Task to complete ::
Retype every entry exactly, down to the last character.

Extracted records ::
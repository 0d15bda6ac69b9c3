use thiserror::Error;

/// Errors that can occur when building or querying digital domains and images.
#[derive(Error, Debug, Clone, PartialEq, Eq)]
#[non_exhaustive]
pub enum Error {
    #[error("empty domain: lower bound {lower} exceeds upper bound {upper} on axis {axis}")]
    EmptyDomain { axis: usize, lower: i64, upper: i64 },

    #[error("domain overflow: the box from {lower} to {upper} holds more points than addressable")]
    DomainOverflow { lower: String, upper: String },

    #[error("point {0} out of domain")]
    OutOfDomain(String),

    #[error("size mismatch: domain holds {domain} points, got {values} values")]
    SizeMismatch { domain: usize, values: usize },

    #[error("output overflow: distances of exponent {exponent} do not fit in {digits} bits")]
    OutputOverflow { exponent: u32, digits: u32 },
}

Task solution ::
repository 0d15bda6ac69b9c3
use thiserror::Error;

/// Errors that can occur when building or querying digital domains and images.
#[derive(Error, Debug, Clone, PartialEq, Eq)]
#[non_exhaustive]
pub enum Error {
    #[error("empty domain: lower bound {lower} exceeds upper bound {upper} on axis {axis}")]
    EmptyDomain { axis: usize, lower: i64, upper: i64 },

    #[error("domain overflow: the box from {lower} to {upper} holds more points than addressable")]
    DomainOverflow { lower: String, upper: String },

    #[error("point {0} out of domain")]
    OutOfDomain(String),

    #[error("size mismatch: domain holds {domain} points, got {values} values")]
    SizeMismatch { domain: usize, values: usize },

    #[error("output overflow: distances of exponent {exponent} do not fit in {digits} bits")]
    OutputOverflow { exponent: u32, digits: u32 },
}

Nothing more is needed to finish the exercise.